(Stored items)
════════════════════

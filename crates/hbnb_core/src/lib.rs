//! Persistence engine and command console for the HBnB data model.
//! This crate is the single source of truth for storage invariants.

pub mod config;
pub mod console;
pub mod db;
pub mod logging;
pub mod model;
pub mod storage;

pub use config::{Config, ConfigError, RelationalConfig, StorageConfig};
pub use console::command::{Args, Command, Verb};
pub use console::error::ConsoleError;
pub use console::{Console, Flow, PROMPT};
pub use logging::{default_log_level, init_logging, logging_status};
pub use model::entity::{composite_key, Entity, EntityError};
pub use model::kind::{FieldType, Kind};
pub use model::value::AttrValue;
pub use storage::{
    open_storage, DbStorage, FileStorage, Registry, Storage, StoreError, StoreResult,
};

/// Returns the core crate version.
pub fn core_version() -> &'static str {
    env!("CARGO_PKG_VERSION")
}
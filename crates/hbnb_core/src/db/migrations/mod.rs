//! SQLite migration registry and executor.
//!
//! # Responsibility
//! - Register schema migrations in strictly increasing order.
//! - Apply pending migrations atomically.
//! - Drop and recreate every schema object when explicitly asked to.
//!
//! # Invariants
//! - `version` values must remain monotonic.
//! - Applied migration version is mirrored to `PRAGMA user_version`.
//! - `reset_schema` is destructive and is never called implicitly.

use crate::db::{DbError, DbResult};
use log::warn;
use rusqlite::Connection;

#[derive(Debug, Clone, Copy)]
struct Migration {
    version: u32,
    sql: &'static str,
}

const MIGRATIONS: &[Migration] = &[Migration {
    version: 1,
    sql: include_str!("0001_init.sql"),
}];

/// Tables in drop order (dependents before the tables they reference).
const DROP_ORDER: &[&str] = &[
    "place_amenity",
    "reviews",
    "places",
    "cities",
    "amenities",
    "users",
    "states",
];

/// Returns the latest migration version known by this binary.
pub fn latest_version() -> u32 {
    MIGRATIONS.last().map_or(0, |migration| migration.version)
}

/// Applies all pending migrations on the provided connection.
pub fn apply_migrations(conn: &mut Connection) -> DbResult<()> {
    let current_version = current_user_version(conn)?;
    let latest = latest_version();

    if current_version > latest {
        return Err(DbError::UnsupportedSchemaVersion {
            db_version: current_version,
            latest_supported: latest,
        });
    }

    if current_version == latest {
        return Ok(());
    }

    let tx = conn.transaction()?;
    for migration in MIGRATIONS {
        if migration.version <= current_version {
            continue;
        }

        let step = tx.execute_batch(migration.sql).and_then(|()| {
            tx.execute_batch(&format!("PRAGMA user_version = {};", migration.version))
        });
        if let Err(source) = step {
            warn!(
                "event=db_migrate module=db status=error version={} error={}",
                migration.version, source
            );
            return Err(DbError::Migration {
                version: migration.version,
                source,
            });
        }
    }
    tx.commit()?;

    Ok(())
}

/// Drops every schema object and re-applies all migrations.
///
/// All stored rows are lost.
pub fn reset_schema(conn: &mut Connection) -> DbResult<()> {
    warn!("event=schema_reset module=db status=start tables={}", DROP_ORDER.len());

    let tx = conn.transaction()?;
    for &table in DROP_ORDER {
        tx.execute_batch(&format!("DROP TABLE IF EXISTS {table};"))
            .map_err(|source| {
                warn!("event=schema_reset module=db status=error table={table} error={source}");
                DbError::SchemaReset { table, source }
            })?;
    }
    tx.execute_batch("PRAGMA user_version = 0;")?;
    tx.commit()?;

    apply_migrations(conn)
}

fn current_user_version(conn: &Connection) -> DbResult<u32> {
    let version = conn.query_row("PRAGMA user_version;", [], |row| row.get::<_, u32>(0))?;
    Ok(version)
}
//! Entity model shared by both storage backends.
//!
//! # Responsibility
//! - Define the entity record, its kinds and attribute values.
//! - Keep kind dispatch on a static table (no name-based reflection).
//!
//! # Invariants
//! - Every entity is identified by the composite key `"<Kind>.<id>"`.
//! - Relationships are plain id attributes; only storage enforces them.

pub mod entity;
pub mod kind;
pub mod value;
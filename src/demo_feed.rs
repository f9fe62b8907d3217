use std::thread;
use std::time::Duration;

use rand::Rng;
use tracing::info;

use crate::ball::Delivery;
use crate::error::{ScoringError, SessionError};
use crate::gateway::PersistenceGateway;
use crate::match_state::{MatchPhase, MatchResult};
use crate::notify::ChangeNotifier;
use crate::scorer::Scorer;

/// Roughly T20-shaped: mostly dots and singles, a boundary every couple of
/// overs, a wicket every few overs.
pub fn random_delivery<R: Rng + ?Sized>(rng: &mut R) -> Delivery {
    match rng.gen_range(0..100) {
        0..=33 => Delivery::normal(0),
        34..=63 => Delivery::normal(1),
        64..=72 => Delivery::normal(2),
        73..=74 => Delivery::normal(3),
        75..=83 => Delivery::normal(4),
        84..=88 => Delivery::normal(6),
        89..=92 => Delivery::wide(),
        93..=95 => Delivery::no_ball(rng.gen_range(0..=2)),
        _ => Delivery::wicket(),
    }
}

/// Bowls random deliveries through `scorer` until the match is decided,
/// starting the second innings at the break. `pace` is slept between actions
/// so spectators can follow along.
pub fn play_demo_match<G, N, R>(
    scorer: &mut Scorer<N>,
    gateway: &mut G,
    rng: &mut R,
    pace: Duration,
) -> Result<MatchResult, SessionError>
where
    G: PersistenceGateway + ?Sized,
    N: ChangeNotifier,
    R: Rng + ?Sized,
{
    loop {
        match scorer.phase() {
            MatchPhase::MatchComplete => return Ok(scorer.result()?),
            MatchPhase::Innings1Complete => {
                let target = scorer.start_second_innings(gateway)?.target_runs;
                info!(match_id = %scorer.match_id(), ?target, "demo second innings started");
            }
            MatchPhase::InInnings1 | MatchPhase::InInnings2 => {
                scorer.record_delivery(gateway, random_delivery(rng))?;
            }
            phase @ MatchPhase::AwaitingStart => {
                return Err(ScoringError::InvalidTransition {
                    action: "play a demo match",
                    phase,
                }
                .into());
            }
        }
        if !pace.is_zero() {
            thread::sleep(pace);
        }
    }
}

════════════════════

PROBLEM TO WORK ON
A word-for-word copy of all the entries is required.

ANSWER SECTION
filename crates/hbnb_core/src/lib.rs
//! Persistence engine and command console for the HBnB data model.
//! This crate is the single source of truth for storage invariants.

pub mod config;
pub mod console;
pub mod db;
pub mod logging;
pub mod model;
pub mod storage;

pub use config::{Config, ConfigError, RelationalConfig, StorageConfig};
pub use console::command::{Args, Command, Verb};
pub use console::error::ConsoleError;
pub use console::{Console, Flow, PROMPT};
pub use logging::{default_log_level, init_logging, logging_status};
pub use model::entity::{composite_key, Entity, EntityError};
pub use model::kind::{FieldType, Kind};
pub use model::value::AttrValue;
pub use storage::{
    open_storage, DbStorage, FileStorage, Registry, Storage, StoreError, StoreResult,
};

/// Returns the core crate version.
pub fn core_version() -> &'static str {
    env!("CARGO_PKG_VERSION")
}
filename crates/hbnb_core/src/db/migrations/mod.rs
//! SQLite migration registry and executor.
//!
//! # Responsibility
//! - Register schema migrations in strictly increasing order.
//! - Apply pending migrations atomically.
//! - Drop and recreate every schema object when explicitly asked to.
//!
//! # Invariants
//! - `version` values must remain monotonic.
//! - Applied migration version is mirrored to `PRAGMA user_version`.
//! - `reset_schema` is destructive and is never called implicitly.

use crate::db::{DbError, DbResult};
use log::warn;
use rusqlite::Connection;

#[derive(Debug, Clone, Copy)]
struct Migration {
    version: u32,
    sql: &'static str,
}

const MIGRATIONS: &[Migration] = &[Migration {
    version: 1,
    sql: include_str!("0001_init.sql"),
}];

/// Tables in drop order (dependents before the tables they reference).
const DROP_ORDER: &[&str] = &[
    "place_amenity",
    "reviews",
    "places",
    "cities",
    "amenities",
    "users",
    "states",
];

/// Returns the latest migration version known by this binary.
pub fn latest_version() -> u32 {
    MIGRATIONS.last().map_or(0, |migration| migration.version)
}

/// Applies all pending migrations on the provided connection.
pub fn apply_migrations(conn: &mut Connection) -> DbResult<()> {
    let current_version = current_user_version(conn)?;
    let latest = latest_version();

    if current_version > latest {
        return Err(DbError::UnsupportedSchemaVersion {
            db_version: current_version,
            latest_supported: latest,
        });
    }

    if current_version == latest {
        return Ok(());
    }

    let tx = conn.transaction()?;
    for migration in MIGRATIONS {
        if migration.version <= current_version {
            continue;
        }

        let step = tx.execute_batch(migration.sql).and_then(|()| {
            tx.execute_batch(&format!("PRAGMA user_version = {};", migration.version))
        });
        if let Err(source) = step {
            warn!(
                "event=db_migrate module=db status=error version={} error={}",
                migration.version, source
            );
            return Err(DbError::Migration {
                version: migration.version,
                source,
            });
        }
    }
    tx.commit()?;

    Ok(())
}

/// Drops every schema object and re-applies all migrations.
///
/// All stored rows are lost.
pub fn reset_schema(conn: &mut Connection) -> DbResult<()> {
    warn!("event=schema_reset module=db status=start tables={}", DROP_ORDER.len());

    let tx = conn.transaction()?;
    for &table in DROP_ORDER {
        tx.execute_batch(&format!("DROP TABLE IF EXISTS {table};"))
            .map_err(|source| {
                warn!("event=schema_reset module=db status=error table={table} error={source}");
                DbError::SchemaReset { table, source }
            })?;
    }
    tx.execute_batch("PRAGMA user_version = 0;")?;
    tx.commit()?;

    apply_migrations(conn)
}

fn current_user_version(conn: &Connection) -> DbResult<u32> {
    let version = conn.query_row("PRAGMA user_version;", [], |row| row.get::<_, u32>(0))?;
    Ok(version)
}
//! Entity model shared by both storage backends.
//!
//! # Responsibility
//! - Define the entity record, its kinds and attribute values.
//! - Keep kind dispatch on a static table (no name-based reflection).
//!
//! # Invariants
//! - Every entity is identified by the composite key `"<Kind>.<id>"`.
//! - Relationships are plain id attributes; only storage enforces them.

pub mod entity;
pub mod kind;
pub mod value;
filename src/demo_feed.rs
repository f9fe62b8907d3217
use std::thread;
use std::time::Duration;

use rand::Rng;
use tracing::info;

use crate::ball::Delivery;
use crate::error::{ScoringError, SessionError};
use crate::gateway::PersistenceGateway;
use crate::match_state::{MatchPhase, MatchResult};
use crate::notify::ChangeNotifier;
use crate::scorer::Scorer;

/// Roughly T20-shaped: mostly dots and singles, a boundary every couple of
/// overs, a wicket every few overs.
pub fn random_delivery<R: Rng + ?Sized>(rng: &mut R) -> Delivery {
    match rng.gen_range(0..100) {
        0..=33 => Delivery::normal(0),
        34..=63 => Delivery::normal(1),
        64..=72 => Delivery::normal(2),
        73..=74 => Delivery::normal(3),
        75..=83 => Delivery::normal(4),
        84..=88 => Delivery::normal(6),
        89..=92 => Delivery::wide(),
        93..=95 => Delivery::no_ball(rng.gen_range(0..=2)),
        _ => Delivery::wicket(),
    }
}

/// Bowls random deliveries through `scorer` until the match is decided,
/// starting the second innings at the break. `pace` is slept between actions
/// so spectators can follow along.
pub fn play_demo_match<G, N, R>(
    scorer: &mut Scorer<N>,
    gateway: &mut G,
    rng: &mut R,
    pace: Duration,
) -> Result<MatchResult, SessionError>
where
    G: PersistenceGateway + ?Sized,
    N: ChangeNotifier,
    R: Rng + ?Sized,
{
    loop {
        match scorer.phase() {
            MatchPhase::MatchComplete => return Ok(scorer.result()?),
            MatchPhase::Innings1Complete => {
                let target = scorer.start_second_innings(gateway)?.target_runs;
                info!(match_id = %scorer.match_id(), ?target, "demo second innings started");
            }
            MatchPhase::InInnings1 | MatchPhase::InInnings2 => {
                scorer.record_delivery(gateway, random_delivery(rng))?;
            }
            phase @ MatchPhase::AwaitingStart => {
                return Err(ScoringError::InvalidTransition {
                    action: "play a demo match",
                    phase,
                }
                .into());
            }
        }
        if !pace.is_zero() {
            thread::sleep(pace);
        }
    }
}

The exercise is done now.